The constitutional crisis is closely linked to the political turmoil that has paralyzed Israel for more than a year as Netanyahu struggles to hold on to power amid his legal woes. Three back-to-back elections, in which he’s been pitted against Gantz, have ended inconclusively, and on top of the gridlock, Israel is now also facing severe economic fallout from the coronavirus outbreak.

Israel’s High Court Rules Against Attempt to Undercut Parliament

Last week, shortly after the new Knesset was sworn in, Edelstein declared it closed, first saying he’d done so for virus-related social distancing, and then saying he was trying to force Netanyahu’s and Gantz’s parties to form a unity government. The judiciary ordered the parliament reopened, and gave Edelstein until Wednesday to set a date for a vote on the speakership.

After he refused to comply -- with the encouragement of Netanyahu allies including the justice minister -- the court issued a binding order for a vote by Wednesday. In his resignation later, he assailed the court’s decision as “an infringement on the sovereignty of the Knesset” -- and in quitting defied it.

“The Speaker’s actions over the past few days and his refusal to act in accordance with the Supreme Court’s ruling are bringing us dangerously close to anarchy,” Yohanan Plesner, president of the Israeli Democracy Institute research center, said in a statement. “While the Court’s decision was necessary, it is of course legitimate to disagree with the ruling. It is illegitimate, however, to raise the prospect of not complying with an explicit court order.”

Netanyahu’s Assault on Virus Brings Claims of ‘Dictatorship’ (1)

Netanyahu has also been accused by detractors of abusing his powers by using the coronavirus as cover to take steps such as putting the courts on an emergency footing in order to delay the March 17 start of his graft trial by two months.

Parliament’s legal adviser and the attorney general said Edelstein’s resignation doesn’t absolve him from having to call the vote on Wednesday.

Gantz’s Blue and White bloc joined other organizations in petitioning the High Court to hold Edelstein in contempt if he doesn’t comply.

“The Israeli parliament belongs to Israel’s citizens and their elected representatives will follow the laws of the state of Israel and the rulings of its courts,” Gantz said on Twitter. “No one is above the law.”

Edelstein told the court in response to the petition, “My conscience doesn’t allow me to carry out the ruling.”

This is a crucial period for Gantz, who’s been assigned the task of forming a new governing coalition amid the health and economic crisis created by the coronavirus outbreak.

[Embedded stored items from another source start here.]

impl PlanDetailContent {
    fn new(user: User, plan_item: PlanItem) -> Self {
        let show_apply_button = can_apply(&user, &plan_item);
        Self {
            user,
            plan_item,
            comments: Vec::new(),
            selected_comment: None,
            selected_update_comment: None,
            show_apply_cancel_dialog: false,
            show_apply_button,
            show_plan_edit_dialog: false,
            show_plan_report_dialog: false,
            show_comment_edit_dialog: false,
            show_comment_report_dialog: false,
        }
    }
}

fn can_apply(user: &User, item: &PlanItem) -> bool {
    item.is_upcoming && user.user_id != item.user_id
}

#[derive(Debug, Clone)]
pub enum PlanDetailAction {
    Back,
    Refresh,
    OpenParticipants,
    /// Edit the plan, or write the review of a past post.
    EditPost,
    DeletePost,
    ReportPost,
    OpenMap,
    Apply { is_apply: bool },
    UploadComment {
        text: String,
        /// Rewrite this comment instead of adding a new one.
        editing: Option<Comment>,
    },
    ReportComment(Comment),
    EditComment(Comment),
    DeleteComment(Comment),
    OpenWebLink(String),
    OpenReviewImage(usize),
    OpenUserImage { image_url: String, user_name: String },
    ShowApplyCancelDialog(bool),
    ShowPlanEditDialog(bool),
    ShowPlanReportDialog(bool),
    ShowCommentEditDialog { show: bool, comment: Option<Comment> },
    ShowCommentReportDialog { show: bool, comment: Option<Comment> },
}

pub struct PlanDetail {
    id: ScreenId,
    post_id: String,
    holder: StateHolder<PlanDetailContent>,
    post_source: Restartable<(User, PlanItem)>,
    comment_source: Restartable<Vec<Comment>>,
    /// Id the comments are fetched under, known once the post has loaded.
    comment_post_id: Arc<RwLock<String>>,
    plans: Arc<dyn PlanRepository>,
    reviews: Arc<dyn ReviewRepository>,
    comments: Arc<dyn CommentRepository>,
    bus: Arc<PlanItemBus>,
}
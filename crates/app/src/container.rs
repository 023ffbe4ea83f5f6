//! Explicit constructor wiring for the whole client core.

use std::sync::Arc;

use moim_core::{Clock, SystemClock};
use moim_data::{
    CommentRepository, CommentRepositoryImpl, GetPlanItemUseCase, MeetingRepository,
    MeetingRepositoryImpl, ParticipantRepository, ParticipantRepositoryImpl, PlanRepository,
    PlanRepositoryImpl, ReviewRepository, ReviewRepositoryImpl, UserRepository,
    UserRepositoryImpl,
};
use moim_events::PlanItemBus;
use moim_network::{ApiClient, MemoryTokenStore, NetworkError, Services, TokenStore};

use crate::config::AppConfig;

/// Every repository, as the trait objects screens depend on.
#[derive(Clone)]
pub struct Repositories {
    pub user: Arc<dyn UserRepository>,
    pub meeting: Arc<dyn MeetingRepository>,
    pub plan: Arc<dyn PlanRepository>,
    pub review: Arc<dyn ReviewRepository>,
    pub comment: Arc<dyn CommentRepository>,
    pub participant: Arc<dyn ParticipantRepository>,
}

impl Repositories {
    pub fn from_services(services: Services) -> Self {
        Self {
            user: Arc::new(UserRepositoryImpl::new(services.user)),
            meeting: Arc::new(MeetingRepositoryImpl::new(services.meeting)),
            plan: Arc::new(PlanRepositoryImpl::new(services.plan)),
            review: Arc::new(ReviewRepositoryImpl::new(services.review)),
            comment: Arc::new(CommentRepositoryImpl::new(services.comment)),
            participant: Arc::new(ParticipantRepositoryImpl::new(services.participant)),
        }
    }
}

/// Shared dependencies handed to every screen.
///
/// Cheap to clone; everything inside is behind an `Arc` or is plain data.
#[derive(Clone)]
pub struct AppContainer {
    pub config: AppConfig,
    pub repositories: Repositories,
    /// Process-wide plan change bus.
    pub plan_bus: Arc<PlanItemBus>,
    pub clock: Arc<dyn Clock>,
    pub tokens: Arc<dyn TokenStore>,
}

impl AppContainer {
    /// Wire the HTTP client, services and repositories from `config`.
    pub fn new(config: AppConfig) -> Result<Self, NetworkError> {
        let tokens: Arc<dyn TokenStore> =
            Arc::new(MemoryTokenStore::new(config.access_token.clone()));
        let client = ApiClient::new(&config.network, Arc::clone(&tokens))?;
        let repositories = Repositories::from_services(Services::new(client));

        tracing::info!(base_url = %config.network.base_url, "Client core wired");

        Ok(Self {
            config,
            repositories,
            plan_bus: Arc::new(PlanItemBus::default()),
            clock: Arc::new(SystemClock),
            tokens,
        })
    }

    /// Wire screens against caller-supplied repositories and clock.
    pub fn with_repositories(
        config: AppConfig,
        repositories: Repositories,
        clock: Arc<dyn Clock>,
    ) -> Self {
        Self {
            config,
            repositories,
            plan_bus: Arc::new(PlanItemBus::default()),
            clock,
            tokens: Arc::new(MemoryTokenStore::default()),
        }
    }

    pub fn get_plan_item(&self) -> GetPlanItemUseCase {
        GetPlanItemUseCase::new(
            Arc::clone(&self.repositories.plan),
            Arc::clone(&self.repositories.review),
            Arc::clone(&self.clock),
        )
    }
}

Read more: Israel’s High Court Rules Against Attempt to Undercut Parliament

Israel has been without a permanent government since December 2018, with three elections producing deadlocks. The latest national vote on March 2 gave Gantz’s centrist bloc enough support from allies to get the first chance at forming a new government. But he has no easy path to do so because of resistance within his own camp to cooperating with the non-Zionist Joint List of Arab parties.

Netanyahu has called for an emergency government uniting Likud and Blue and White under his leadership to weather the virus outbreak. There have been talks, but no breakthrough.